* **Task directions**
What lines below contain the string "phase"? List them all.

* **Material for this exercise**
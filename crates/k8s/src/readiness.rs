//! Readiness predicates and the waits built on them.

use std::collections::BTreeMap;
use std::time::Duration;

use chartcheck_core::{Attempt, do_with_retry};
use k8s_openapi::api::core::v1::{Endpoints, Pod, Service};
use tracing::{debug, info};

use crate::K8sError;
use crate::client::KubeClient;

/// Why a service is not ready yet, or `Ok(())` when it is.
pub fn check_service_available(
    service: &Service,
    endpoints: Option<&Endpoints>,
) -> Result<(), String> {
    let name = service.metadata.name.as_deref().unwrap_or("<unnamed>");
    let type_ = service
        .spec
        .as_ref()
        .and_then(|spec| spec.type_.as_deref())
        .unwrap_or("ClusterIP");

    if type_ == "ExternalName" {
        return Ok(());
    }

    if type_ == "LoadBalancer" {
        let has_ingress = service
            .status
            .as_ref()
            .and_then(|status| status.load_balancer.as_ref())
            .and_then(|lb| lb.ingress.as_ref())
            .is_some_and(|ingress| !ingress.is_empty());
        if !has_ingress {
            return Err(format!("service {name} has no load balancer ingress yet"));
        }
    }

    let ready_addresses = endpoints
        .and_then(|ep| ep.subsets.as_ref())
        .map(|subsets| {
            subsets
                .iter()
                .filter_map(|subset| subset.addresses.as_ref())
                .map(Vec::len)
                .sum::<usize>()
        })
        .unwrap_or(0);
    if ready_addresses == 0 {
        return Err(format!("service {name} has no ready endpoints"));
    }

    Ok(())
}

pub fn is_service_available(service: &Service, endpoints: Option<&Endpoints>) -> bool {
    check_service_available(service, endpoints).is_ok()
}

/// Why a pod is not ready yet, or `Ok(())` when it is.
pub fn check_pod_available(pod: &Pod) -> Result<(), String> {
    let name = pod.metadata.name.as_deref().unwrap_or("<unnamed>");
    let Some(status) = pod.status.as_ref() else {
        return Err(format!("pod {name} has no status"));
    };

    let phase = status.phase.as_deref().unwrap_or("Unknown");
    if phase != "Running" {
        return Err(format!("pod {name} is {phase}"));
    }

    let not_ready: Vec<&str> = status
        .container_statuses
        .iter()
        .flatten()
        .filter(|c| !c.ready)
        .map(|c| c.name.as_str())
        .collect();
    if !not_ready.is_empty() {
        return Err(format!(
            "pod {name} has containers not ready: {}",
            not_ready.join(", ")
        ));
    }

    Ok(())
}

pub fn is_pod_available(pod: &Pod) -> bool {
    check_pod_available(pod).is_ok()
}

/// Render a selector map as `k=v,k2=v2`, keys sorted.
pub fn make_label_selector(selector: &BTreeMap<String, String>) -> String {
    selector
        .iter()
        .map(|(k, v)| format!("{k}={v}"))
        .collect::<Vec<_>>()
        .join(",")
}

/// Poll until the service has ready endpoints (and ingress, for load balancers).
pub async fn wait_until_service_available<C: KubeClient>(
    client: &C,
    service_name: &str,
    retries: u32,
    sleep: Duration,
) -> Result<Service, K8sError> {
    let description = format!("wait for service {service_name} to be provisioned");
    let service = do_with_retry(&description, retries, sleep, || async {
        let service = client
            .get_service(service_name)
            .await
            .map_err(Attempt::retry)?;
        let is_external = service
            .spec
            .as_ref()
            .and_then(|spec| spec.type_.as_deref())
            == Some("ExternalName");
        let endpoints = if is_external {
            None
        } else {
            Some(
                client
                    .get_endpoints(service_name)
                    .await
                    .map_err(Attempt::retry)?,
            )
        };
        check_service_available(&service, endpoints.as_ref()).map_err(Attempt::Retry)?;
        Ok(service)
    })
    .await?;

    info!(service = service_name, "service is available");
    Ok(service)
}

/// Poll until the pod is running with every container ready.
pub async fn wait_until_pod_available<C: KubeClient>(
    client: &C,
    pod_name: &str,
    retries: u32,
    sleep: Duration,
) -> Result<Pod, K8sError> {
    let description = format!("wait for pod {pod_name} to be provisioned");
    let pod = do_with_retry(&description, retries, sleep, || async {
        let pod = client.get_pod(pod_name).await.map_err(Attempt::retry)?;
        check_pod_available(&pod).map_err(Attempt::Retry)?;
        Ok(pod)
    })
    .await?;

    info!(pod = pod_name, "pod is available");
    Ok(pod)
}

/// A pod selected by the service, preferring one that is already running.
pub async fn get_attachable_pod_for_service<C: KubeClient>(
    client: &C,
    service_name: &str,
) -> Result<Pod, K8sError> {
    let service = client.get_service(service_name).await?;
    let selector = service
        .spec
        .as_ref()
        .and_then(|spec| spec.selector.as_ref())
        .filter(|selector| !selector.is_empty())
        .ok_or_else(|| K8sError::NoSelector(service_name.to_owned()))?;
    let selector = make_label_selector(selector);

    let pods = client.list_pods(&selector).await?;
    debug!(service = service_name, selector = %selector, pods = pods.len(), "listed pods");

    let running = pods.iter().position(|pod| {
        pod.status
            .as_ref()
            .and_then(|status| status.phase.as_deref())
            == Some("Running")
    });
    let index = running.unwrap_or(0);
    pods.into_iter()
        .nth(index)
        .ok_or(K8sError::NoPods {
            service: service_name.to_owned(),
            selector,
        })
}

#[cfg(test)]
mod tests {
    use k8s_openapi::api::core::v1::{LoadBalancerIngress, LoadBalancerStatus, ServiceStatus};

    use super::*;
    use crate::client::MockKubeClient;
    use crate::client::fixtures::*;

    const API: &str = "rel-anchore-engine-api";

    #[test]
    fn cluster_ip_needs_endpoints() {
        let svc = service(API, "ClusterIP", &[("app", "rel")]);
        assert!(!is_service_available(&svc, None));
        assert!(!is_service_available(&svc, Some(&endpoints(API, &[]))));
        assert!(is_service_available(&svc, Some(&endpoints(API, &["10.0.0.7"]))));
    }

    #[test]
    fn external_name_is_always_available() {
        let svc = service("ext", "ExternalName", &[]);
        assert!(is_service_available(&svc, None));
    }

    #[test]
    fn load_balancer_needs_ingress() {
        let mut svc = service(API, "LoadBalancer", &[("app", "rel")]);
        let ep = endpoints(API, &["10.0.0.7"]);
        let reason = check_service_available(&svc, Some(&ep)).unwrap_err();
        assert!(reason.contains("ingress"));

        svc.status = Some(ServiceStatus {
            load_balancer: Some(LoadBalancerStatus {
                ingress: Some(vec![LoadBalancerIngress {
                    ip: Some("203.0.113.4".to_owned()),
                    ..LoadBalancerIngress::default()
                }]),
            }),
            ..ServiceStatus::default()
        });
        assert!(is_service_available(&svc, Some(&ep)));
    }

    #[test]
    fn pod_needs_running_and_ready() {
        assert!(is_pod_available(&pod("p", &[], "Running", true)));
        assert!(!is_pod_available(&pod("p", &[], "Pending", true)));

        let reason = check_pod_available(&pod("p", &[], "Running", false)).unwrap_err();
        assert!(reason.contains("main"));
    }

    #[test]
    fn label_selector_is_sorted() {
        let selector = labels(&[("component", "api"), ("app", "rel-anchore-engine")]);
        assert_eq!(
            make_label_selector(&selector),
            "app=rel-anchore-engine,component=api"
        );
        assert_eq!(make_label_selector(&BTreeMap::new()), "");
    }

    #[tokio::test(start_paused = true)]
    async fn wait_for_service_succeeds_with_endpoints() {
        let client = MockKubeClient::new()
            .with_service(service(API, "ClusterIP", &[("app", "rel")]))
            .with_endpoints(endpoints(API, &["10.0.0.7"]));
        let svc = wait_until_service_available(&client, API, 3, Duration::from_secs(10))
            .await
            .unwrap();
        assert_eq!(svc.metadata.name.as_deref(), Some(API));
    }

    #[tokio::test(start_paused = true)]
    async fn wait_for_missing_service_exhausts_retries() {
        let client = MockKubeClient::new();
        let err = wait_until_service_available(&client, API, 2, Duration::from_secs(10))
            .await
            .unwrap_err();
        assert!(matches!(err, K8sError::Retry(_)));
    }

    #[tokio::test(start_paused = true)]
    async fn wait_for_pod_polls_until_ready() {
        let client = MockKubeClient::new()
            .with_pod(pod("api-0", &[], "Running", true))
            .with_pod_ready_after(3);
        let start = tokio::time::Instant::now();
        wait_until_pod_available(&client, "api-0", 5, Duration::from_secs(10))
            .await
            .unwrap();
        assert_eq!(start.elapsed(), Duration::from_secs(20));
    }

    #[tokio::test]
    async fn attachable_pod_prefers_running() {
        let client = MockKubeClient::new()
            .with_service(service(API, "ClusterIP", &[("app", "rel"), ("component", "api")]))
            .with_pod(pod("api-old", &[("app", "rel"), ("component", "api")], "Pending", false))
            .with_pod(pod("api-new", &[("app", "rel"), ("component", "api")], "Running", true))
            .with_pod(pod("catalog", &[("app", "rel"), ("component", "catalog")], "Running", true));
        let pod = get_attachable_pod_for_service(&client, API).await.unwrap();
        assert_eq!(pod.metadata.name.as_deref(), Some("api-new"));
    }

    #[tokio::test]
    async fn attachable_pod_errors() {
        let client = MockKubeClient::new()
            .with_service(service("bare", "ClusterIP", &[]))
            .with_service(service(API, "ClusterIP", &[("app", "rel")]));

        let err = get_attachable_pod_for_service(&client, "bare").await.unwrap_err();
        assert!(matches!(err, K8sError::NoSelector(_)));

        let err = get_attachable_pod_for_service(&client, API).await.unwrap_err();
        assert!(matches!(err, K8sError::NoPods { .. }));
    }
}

* **Solution for this task**
    let phase = status.phase.as_deref().unwrap_or("Unknown");
    if phase != "Running" {
        return Err(format!("pod {name} is {phase}"));
            .and_then(|status| status.phase.as_deref())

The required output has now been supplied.